What to do: Using the data below, return all lines in which "SelectorConfig" appears.
____ Data for processing
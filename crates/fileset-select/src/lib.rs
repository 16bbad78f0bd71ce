//! Per-file selectors for fileset scans.
//!
//! A selector is a predicate applied to every file that survived the include
//! and exclude patterns. Selectors configured on a scan are combined with
//! logical AND; containers (`and`, `or`, `not`, `none`, `majority`) combine
//! them further.
//!
//! ```rust,ignore
//! use std::sync::Arc;
//! use fileset_core::{SelectorConfig, UnixFamily};
//! use fileset_select::{FileSelector, build_chain};
//!
//! let family: Arc<dyn fileset_core::PathFamily> = Arc::new(UnixFamily);
//! let chain = build_chain(&[SelectorConfig::Readable], &family)?;
//! assert!(chain.is_selected(base, "src/lib.rs", &base.join("src/lib.rs")));
//! ```
//!
//! Most selectors are stateless. The modified selector keeps a fingerprint
//! cache that is loaded in [`FileSelector::scan_started`] and saved in
//! [`FileSelector::scan_finished`].

mod access;
mod attributes;
mod cache;
mod compare;
mod container;
mod date;
mod factory;
pub mod fingerprint;
mod modified;
mod selector;

pub use access::{
    ExecutableSelector, PermissionsSelector, ReadableSelector, SymlinkSelector, WritableSelector,
};
pub use attributes::{ContainsSelector, DepthSelector, FilenameSelector, SizeSelector};
pub use cache::FingerprintCache;
pub use compare::{DifferentSelector, PresentSelector};
pub use container::{Combine, ContainerSelector, NotSelector};
pub use date::DateSelector;
pub use factory::{build_chain, build_selector};
pub use modified::ModifiedSelector;
pub use selector::{FileSelector, SelectorChain};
________
Worked solution:
//! use fileset_core::{SelectorConfig, UnixFamily};
//! let chain = build_chain(&[SelectorConfig::Readable], &family)?;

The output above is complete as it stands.